All of these propaganda themes can be shown to be false, irrational or both. But it doesn’t matter. Other ‘occupations’ throughout the world, as well as actual genocides, sieges and horribly bloody wars get little or no attention. Only Israel is singled out. Accusations against Israel are often believed with no proof, but when Israel establishes that they are false, it is ignored.

The function of this assault of lies is to prepare the people of the world for the ultimate violent destruction of the Jewish people and their state, to make it understandable, even welcome, to them.

The other non-physical ‘war’ employs a multifaceted strategy of subversion inside Israel herself. Israel has an open society with a free press and a commitment to democratic governance and personal liberty. So our enemies dedicate massive amounts of money and manpower to exploit those characteristics in order to disrupt and destabilize our country.

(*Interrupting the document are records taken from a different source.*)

//! Session state and the per-session lifecycle.
//!
//! LIFECYCLE
//! =========
//! 1. Handshake (choose-server + preflight, then bind)
//! 2. Open the stream; reset the reconnect counter
//! 3. Feed chunks through `StreamFramer`, classify each frame, publish
//! 4. On any failure: report, ask `ReconnectPolicy`, wait, go to 1
//!
//! OWNERSHIP
//! =========
//! `Session` is owned by the task running its `Lifecycle`; nothing else
//! mutates it. The registry only sees a `watch` copy of the latest snapshot
//! and holds the sender side of the running flag. Every await point is raced
//! against that flag, so a stop cancels the pending request or read at once.
//! `run` returns only after the stream's refresher has exited; once it
//! returns, this session publishes nothing more.

use std::sync::Arc;

use futures::StreamExt;
use frames::{Decoded, StreamFramer};
use rand::Rng;
use tokio::sync::watch;
use tracing::{debug, error, info, warn};

use crate::backoff::{ReconnectDecision, ReconnectPolicy};
use crate::error::ChannelError;
use crate::event::{ChannelEvent, EventBus, SessionSnapshot};
use crate::frame::{Classified, FrameKind, classify};
use crate::handshake;
use crate::refresh::{CredentialRefresher, RefreshSlot, RefreshTarget, wait_stopped};
use crate::transport::{ByteStream, ChannelTransport, StreamRequest};

/// Range the first request id is drawn from.
const REQUEST_ID_SEED_RANGE: std::ops::Range<u64> = 10_000..100_000;

/// Error code published when the attempt ceiling is reached.
pub const E_RECONNECT_EXHAUSTED: &str = "E_RECONNECT_EXHAUSTED";

/// Error code published for a payload the framer could not decode.
pub const E_FRAME: &str = "E_FRAME";

// =============================================================================
// SESSION
// =============================================================================

/// Mutable protocol state of one joined room.
#[derive(Debug, Clone)]
pub struct Session {
    pub id: String,
    pub server_session_id: String,
    pub sid: String,
    pub next_request_id: u64,
    pub last_sequence: i64,
    pub credentials_token: String,
    pub reconnect_attempts: u32,
    /// Set once the first session-established frame has been seen.
    pub connected: bool,
}

impl Session {
    /// Create a session with a randomly seeded request id.
    #[must_use]
    pub fn new(id: impl Into<String>) -> Self {
        Self::with_request_id(id, rand::rng().random_range(REQUEST_ID_SEED_RANGE))
    }

    #[must_use]
    pub fn with_request_id(id: impl Into<String>, next_request_id: u64) -> Self {
        Self {
            id: id.into(),
            server_session_id: String::new(),
            sid: String::new(),
            next_request_id,
            last_sequence: 0,
            credentials_token: String::new(),
            reconnect_attempts: 0,
            connected: false,
        }
    }

    /// Consume the next request id. Ids are never reused.
    pub fn take_request_id(&mut self) -> u64 {
        let id = self.next_request_id;
        self.next_request_id += 1;
        id
    }

    /// Rooms declared in the choose-server and bind bodies: the session id alone.
    #[must_use]
    pub fn rooms(&self) -> Vec<String> {
        vec![self.id.clone()]
    }

    #[must_use]
    pub fn snapshot(&self) -> SessionSnapshot {
        SessionSnapshot {
            id: self.id.clone(),
            server_session_id: self.server_session_id.clone(),
            sid: self.sid.clone(),
            next_request_id: self.next_request_id,
            last_sequence: self.last_sequence,
            reconnect_attempts: self.reconnect_attempts,
            has_credentials: !self.credentials_token.is_empty(),
        }
    }
}

// =============================================================================
// LIFECYCLE
// =============================================================================

/// Collaborators shared by every session of one registry.
#[derive(Clone)]
pub struct SessionContext {
    pub transport: Arc<dyn ChannelTransport>,
    pub bus: EventBus,
    pub policy: ReconnectPolicy,
    pub refresher: CredentialRefresher,
}

/// How a lifecycle ended.
#[derive(Debug, Clone, Copy, PartialEq, Eq)]
pub enum LifecycleExit {
    /// The running flag turned false.
    Stopped,
    /// The reconnect ceiling was reached; a fatal error has been published.
    GaveUp,
}

/// Per-stream state. Its refresher is stopped when the stream ends.
#[derive(Default)]
struct StreamState {
    framer: StreamFramer,
    refresh: RefreshSlot,
    last_seen: Option<i64>,
}

pub struct Lifecycle {
    session: Session,
    ctx: SessionContext,
    running: watch::Receiver<bool>,
    snapshot_tx: watch::Sender<SessionSnapshot>,
}

impl Lifecycle {
    #[must_use]
    pub fn new(
        session: Session,
        ctx: SessionContext,
        running: watch::Receiver<bool>,
        snapshot_tx: watch::Sender<SessionSnapshot>,
    ) -> Self {
        Self { session, ctx, running, snapshot_tx }
    }

    fn is_running(&self) -> bool {
        *self.running.borrow()
    }

    /// Push the current state to the registry's snapshot copy and return it.
    fn sync(&self) -> SessionSnapshot {
        let snapshot = self.session.snapshot();
        self.snapshot_tx.send_replace(snapshot.clone());
        snapshot
    }

    fn publish_error(&self, fatal: bool, code: &str, message: String) {
        let session = self.sync();
        self.ctx.bus.publish(ChannelEvent::Error { session, fatal, code: code.to_string(), message });
    }

    /// Drive the session until it is stopped or gives up. Never returns an
    /// error; every failure is published as an event.
    pub async fn run(mut self) -> LifecycleExit {
        let session_id = self.session.id.clone();
        info!(%session_id, "session lifecycle started");

        loop {
            if !self.is_running() {
                return LifecycleExit::Stopped;
            }

            let failure = match self.connect_and_stream().await {
                Ok(()) => return LifecycleExit::Stopped,
                Err(e) => e,
            };
            if !self.is_running() {
                return LifecycleExit::Stopped;
            }

            warn!(%session_id, error = %failure, code = failure.error_code(), "session connection failed");
            self.publish_error(false, failure.error_code(), failure.to_string());

            match self.ctx.policy.decide(self.session.reconnect_attempts) {
                ReconnectDecision::GiveUp => {
                    error!(%session_id, attempts = self.session.reconnect_attempts, "reconnect attempts exhausted");
                    self.publish_error(
                        true,
                        E_RECONNECT_EXHAUSTED,
                        format!("giving up after {} reconnect attempts", self.session.reconnect_attempts),
                    );
                    return LifecycleExit::GaveUp;
                }
                ReconnectDecision::Retry { wait } => {
                    self.session.reconnect_attempts += 1;
                    let attempt = self.session.reconnect_attempts;
                    let wait_ms = u64::try_from(wait.as_millis()).unwrap_or(u64::MAX);
                    warn!(%session_id, attempt, wait_ms, "reconnect scheduled");
                    let session = self.sync();
                    self.ctx.bus.publish(ChannelEvent::Reconnecting { session, attempt, wait });

                    tokio::select! {
                        () = tokio::time::sleep(wait) => {}
                        () = wait_stopped(&mut self.running) => return LifecycleExit::Stopped,
                    }
                }
            }
        }
    }

    /// One full connection: handshake, open, read until the stream fails.
    /// `Ok(())` means the session was stopped.
    async fn connect_and_stream(&mut self) -> Result<(), ChannelError> {
        tokio::select! {
            result = handshake::perform(self.ctx.transport.as_ref(), &mut self.session, &self.ctx.bus) => result?,
            () = wait_stopped(&mut self.running) => return Ok(()),
        }
        self.sync();

        let request = StreamRequest {
            server_session_id: self.session.server_session_id.clone(),
            sid: self.session.sid.clone(),
            last_sequence: self.session.last_sequence,
        };
        let stream = tokio::select! {
            result = self.ctx.transport.open_stream(request) => result?,
            () = wait_stopped(&mut self.running) => return Ok(()),
        };

        self.session.reconnect_attempts = 0;
        self.sync();
        info!(session_id = %self.session.id, sid = %self.session.sid, "stream opened");

        let mut state = StreamState::default();
        let result = self.read_stream(stream, &mut state).await;
        state.refresh.stop().await;
        info!(session_id = %self.session.id, pending_bytes = state.framer.buffered().len(), "stream closed");
        result
    }

    async fn read_stream(&mut self, mut stream: ByteStream, state: &mut StreamState) -> Result<(), ChannelError> {
        loop {
            if !self.is_running() {
                return Ok(());
            }
            let chunk = tokio::select! {
                chunk = stream.next() => chunk,
                () = wait_stopped(&mut self.running) => return Ok(()),
            };
            match chunk {
                None => return Err(ChannelError::StreamEnded("server closed the stream".into())),
                Some(Err(e)) => return Err(e),
                Some(Ok(bytes)) => {
                    for decoded in state.framer.push(&bytes) {
                        if !self.is_running() {
                            return Ok(());
                        }
                        self.dispatch(decoded, state);
                    }
                }
            }
        }
    }

    fn dispatch(&mut self, decoded: Decoded, state: &mut StreamState) {
        let frame = match decoded {
            Ok(frame) => frame,
            Err(e) => {
                warn!(session_id = %self.session.id, error = %e, "undecodable frame skipped");
                self.publish_error(false, E_FRAME, e.to_string());
                return;
            }
        };

        let Classified { sequence, kind } = match classify(&frame.payload) {
            Ok(classified) => classified,
            Err(e) => {
                let e = ChannelError::from(e);
                warn!(session_id = %self.session.id, error = %e, "unrecognised frame skipped");
                self.publish_error(false, e.error_code(), e.to_string());
                return;
            }
        };

        if let Some(prev) = state.last_seen.filter(|prev| sequence <= *prev) {
            warn!(session_id = %self.session.id, sequence, prev, "non-increasing frame sequence accepted");
        }
        state.last_seen = Some(sequence);
        self.session.last_sequence = sequence;

        match kind {
            FrameKind::Established { token } => {
                self.session.credentials_token.clone_from(&token);
                let session = self.sync();
                let target = RefreshTarget {
                    server_session_id: self.session.server_session_id.clone(),
                    token,
                    running: self.running.clone(),
                    snapshot: self.snapshot_tx.subscribe(),
                };
                state.refresh.start(&self.ctx.refresher, target);
                if !self.session.connected {
                    self.session.connected = true;
                    info!(session_id = %self.session.id, "session established");
                    self.ctx.bus.publish(ChannelEvent::Connected { session });
                }
            }
            FrameKind::Ping { timestamp } => {
                debug!(session_id = %self.session.id, %timestamp, "keep-alive");
                let session = self.sync();
                self.ctx.bus.publish(ChannelEvent::Ping { session, timestamp });
            }
            FrameKind::Data => {
                let session = self.sync();
                self.ctx.bus.publish(ChannelEvent::Data { session, frame: frame.payload, length: frame.length, sequence });
            }
        }
    }
}

#[cfg(test)]
#[path = "session_test.rs"]
mod tests;
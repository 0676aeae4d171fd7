//! Error types for the channel client.
//!
//! Transport and protocol failures share one enum; the session lifecycle
//! routes every variant to the reconnect policy. Frame-level failures live in
//! the `frames` crate and never abort a stream.

use std::fmt;

// =============================================================================
// SHAPE ERROR
// =============================================================================

/// A positional structure did not match its documented shape.
#[derive(Debug, Clone, PartialEq, Eq, thiserror::Error)]
#[error("unexpected {what} shape at {path}")]
pub struct ShapeError {
    /// Name of the structure being decoded, e.g. `"session config tuple"`.
    pub what: &'static str,
    /// Positional path that failed, e.g. `"[0][1][1]"`.
    pub path: String,
}

impl ShapeError {
    pub(crate) fn new(what: &'static str, path: impl Into<String>) -> Self {
        Self { what, path: path.into() }
    }
}

// =============================================================================
// REQUEST STEP
// =============================================================================

/// Outbound request kind, used to label failures.
#[derive(Debug, Clone, Copy, PartialEq, Eq)]
pub enum Step {
    ChooseServer,
    Preflight,
    Bind,
    OpenStream,
    Refresh,
}

impl fmt::Display for Step {
    fn fmt(&self, f: &mut fmt::Formatter<'_>) -> fmt::Result {
        let name = match self {
            Self::ChooseServer => "choose-server",
            Self::Preflight => "preflight",
            Self::Bind => "bind",
            Self::OpenStream => "open-stream",
            Self::Refresh => "refresh",
        };
        f.write_str(name)
    }
}

// =============================================================================
// CHANNEL ERROR
// =============================================================================

/// Errors produced while establishing or running a session.
#[derive(Debug, thiserror::Error)]
pub enum ChannelError {
    /// A configuration value is missing or malformed.
    #[error("config error: {0}")]
    Config(String),

    /// The underlying HTTP client could not be constructed.
    #[error("HTTP client build failed: {0}")]
    HttpClientBuild(String),

    /// The request was rejected before a response arrived.
    #[error("{step} request failed: {message}")]
    Request { step: Step, message: String },

    /// The provider answered with a non-success status.
    #[error("{step} returned status {status}")]
    Status { step: Step, status: u16, body: String },

    /// The open stream ended or failed mid-read.
    #[error("stream ended: {0}")]
    StreamEnded(String),

    /// A handshake response was incomplete or malformed.
    #[error("handshake failed: {0}")]
    Handshake(String),

    /// A positional structure did not match its documented shape.
    #[error(transparent)]
    Shape(#[from] ShapeError),
}

impl ChannelError {
    /// Grepable error code carried on error events.
    #[must_use]
    pub fn error_code(&self) -> &'static str {
        match self {
            Self::Config(_) => "E_CONFIG",
            Self::HttpClientBuild(_) => "E_HTTP_CLIENT_BUILD",
            Self::Request { .. } => "E_REQUEST",
            Self::Status { .. } => "E_STATUS",
            Self::StreamEnded(_) => "E_STREAM_ENDED",
            Self::Handshake(_) => "E_HANDSHAKE",
            Self::Shape(_) => "E_SHAPE",
        }
    }
}

#[cfg(test)]
#[path = "error_test.rs"]
mod tests;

Money is provided to anti-state extremists to support and nurture their organizations and allow them to carry out operations to feed the propaganda campaign, to promote conflict between Jewish and Arab citizens and to provide raw material for diplomatic and legal warfare against Israel in international forums. Anti-Israel activity by Palestinians in Judea, Samaria and eastern Jerusalem is financed and encouraged, including illegal construction in areas supposedly under Israeli control. Demonstrations are organized with the intent of provoking security forces; international activists are pleased to provide video cameras to record the confrontations.

Attempts are made to influence our elections and to destabilize governments that the US administration and Europeans see as insufficiently compliant. The last election saw a major effort against Netanyahu, “V15,” run by a former advisor to President Obama. Financing for the project was murky, but a predecessor to V15 got a grant from the US State Department, “to promote coexistence.”

What we are planning is so important to the administration that in 2013 the CIA called Israel one of its main targets of surveillance – along with China, Russia, Iran, Pakistan, and Cuba! We should be flattered to be in such company.

Especially in the US where there still remains some support for Israel, a more subtle tactic is popular: loving us to death. Groups like J Street, the Israel Policy Forum, the Union for Reform Judaism and now even the ADL insist that they can’t possibly be any more pro-Israel, but then attack Israel’s democratically elected government and argue that they have a right to pressure Israel to change its policies. Naturally the changes they want are territorial concessions that will make our state indefensible. These groups are all close to the Obama Administration and follow its lead. It used to be possible to assume that Jewish organizations would be pro-Israel. Not anymore.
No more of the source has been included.